# EXERCISE INSTRUCTIONS
Find each line below where the word "bind" occurs, and copy it.

(Extracted data entries)
──────

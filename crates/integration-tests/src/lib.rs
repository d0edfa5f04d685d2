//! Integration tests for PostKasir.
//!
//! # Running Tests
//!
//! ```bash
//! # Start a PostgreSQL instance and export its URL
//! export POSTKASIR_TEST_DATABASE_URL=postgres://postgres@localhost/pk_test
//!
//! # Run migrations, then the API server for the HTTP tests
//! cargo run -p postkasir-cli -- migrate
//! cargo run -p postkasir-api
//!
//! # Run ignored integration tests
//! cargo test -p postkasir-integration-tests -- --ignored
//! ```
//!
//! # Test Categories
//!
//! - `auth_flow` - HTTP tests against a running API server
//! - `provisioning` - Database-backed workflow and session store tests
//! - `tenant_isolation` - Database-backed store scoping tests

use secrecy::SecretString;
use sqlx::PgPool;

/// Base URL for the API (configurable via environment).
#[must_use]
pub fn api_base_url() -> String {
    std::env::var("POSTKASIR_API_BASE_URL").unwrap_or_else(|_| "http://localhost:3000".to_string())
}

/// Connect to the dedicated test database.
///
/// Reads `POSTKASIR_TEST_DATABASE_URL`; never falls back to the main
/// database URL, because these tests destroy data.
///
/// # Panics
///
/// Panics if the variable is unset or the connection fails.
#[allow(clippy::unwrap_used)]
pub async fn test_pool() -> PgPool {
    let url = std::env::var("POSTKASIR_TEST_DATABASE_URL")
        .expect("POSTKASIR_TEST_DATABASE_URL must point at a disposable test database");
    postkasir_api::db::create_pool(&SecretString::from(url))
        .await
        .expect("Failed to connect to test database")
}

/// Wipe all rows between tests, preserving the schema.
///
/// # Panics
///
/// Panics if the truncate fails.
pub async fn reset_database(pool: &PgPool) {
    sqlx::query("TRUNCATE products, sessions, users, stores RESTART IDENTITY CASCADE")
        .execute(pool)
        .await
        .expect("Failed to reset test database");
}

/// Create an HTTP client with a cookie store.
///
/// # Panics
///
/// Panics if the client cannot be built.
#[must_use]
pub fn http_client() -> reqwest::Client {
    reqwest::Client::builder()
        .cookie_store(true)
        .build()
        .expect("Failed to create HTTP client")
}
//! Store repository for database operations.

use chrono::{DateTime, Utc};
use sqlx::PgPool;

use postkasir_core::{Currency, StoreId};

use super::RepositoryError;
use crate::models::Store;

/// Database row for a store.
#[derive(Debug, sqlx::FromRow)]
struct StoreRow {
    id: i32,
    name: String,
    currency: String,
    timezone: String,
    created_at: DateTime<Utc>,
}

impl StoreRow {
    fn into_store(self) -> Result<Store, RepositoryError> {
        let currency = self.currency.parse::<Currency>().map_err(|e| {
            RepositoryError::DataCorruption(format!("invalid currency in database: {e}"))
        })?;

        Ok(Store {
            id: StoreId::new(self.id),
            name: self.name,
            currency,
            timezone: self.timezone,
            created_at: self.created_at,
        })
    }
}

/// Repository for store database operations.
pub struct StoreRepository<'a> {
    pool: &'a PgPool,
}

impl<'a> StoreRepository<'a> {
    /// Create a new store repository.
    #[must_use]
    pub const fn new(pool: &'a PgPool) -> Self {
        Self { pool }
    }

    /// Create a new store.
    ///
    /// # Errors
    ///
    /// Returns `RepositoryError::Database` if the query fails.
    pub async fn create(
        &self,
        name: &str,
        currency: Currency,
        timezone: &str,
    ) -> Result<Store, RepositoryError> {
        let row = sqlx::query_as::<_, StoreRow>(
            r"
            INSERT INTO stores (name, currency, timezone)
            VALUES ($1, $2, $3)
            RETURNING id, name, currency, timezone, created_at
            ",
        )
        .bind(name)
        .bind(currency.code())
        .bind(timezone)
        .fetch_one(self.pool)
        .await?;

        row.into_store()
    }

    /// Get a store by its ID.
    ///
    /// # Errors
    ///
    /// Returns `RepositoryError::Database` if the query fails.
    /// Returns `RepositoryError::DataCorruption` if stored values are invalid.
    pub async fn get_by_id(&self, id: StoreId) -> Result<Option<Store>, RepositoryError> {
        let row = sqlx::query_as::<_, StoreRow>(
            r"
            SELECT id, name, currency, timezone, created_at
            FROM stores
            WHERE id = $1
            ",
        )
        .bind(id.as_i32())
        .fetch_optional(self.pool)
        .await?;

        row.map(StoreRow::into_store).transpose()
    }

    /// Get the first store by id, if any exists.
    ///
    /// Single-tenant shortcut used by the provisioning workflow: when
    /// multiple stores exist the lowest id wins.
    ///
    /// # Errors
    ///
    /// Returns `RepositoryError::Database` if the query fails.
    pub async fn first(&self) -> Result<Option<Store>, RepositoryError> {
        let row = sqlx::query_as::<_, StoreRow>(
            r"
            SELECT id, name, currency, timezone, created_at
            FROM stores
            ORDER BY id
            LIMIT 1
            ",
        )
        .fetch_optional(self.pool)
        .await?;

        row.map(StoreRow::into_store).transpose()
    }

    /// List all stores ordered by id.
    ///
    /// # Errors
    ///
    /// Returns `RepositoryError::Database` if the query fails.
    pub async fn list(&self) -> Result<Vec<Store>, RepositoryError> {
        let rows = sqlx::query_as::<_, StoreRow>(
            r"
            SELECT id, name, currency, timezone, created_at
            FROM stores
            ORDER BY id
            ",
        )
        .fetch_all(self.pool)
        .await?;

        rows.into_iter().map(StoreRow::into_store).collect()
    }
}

──────

# EXERCISE OUTPUT
        .bind(name)
        .bind(currency.code())
        .bind(timezone)
        .bind(id.as_i32())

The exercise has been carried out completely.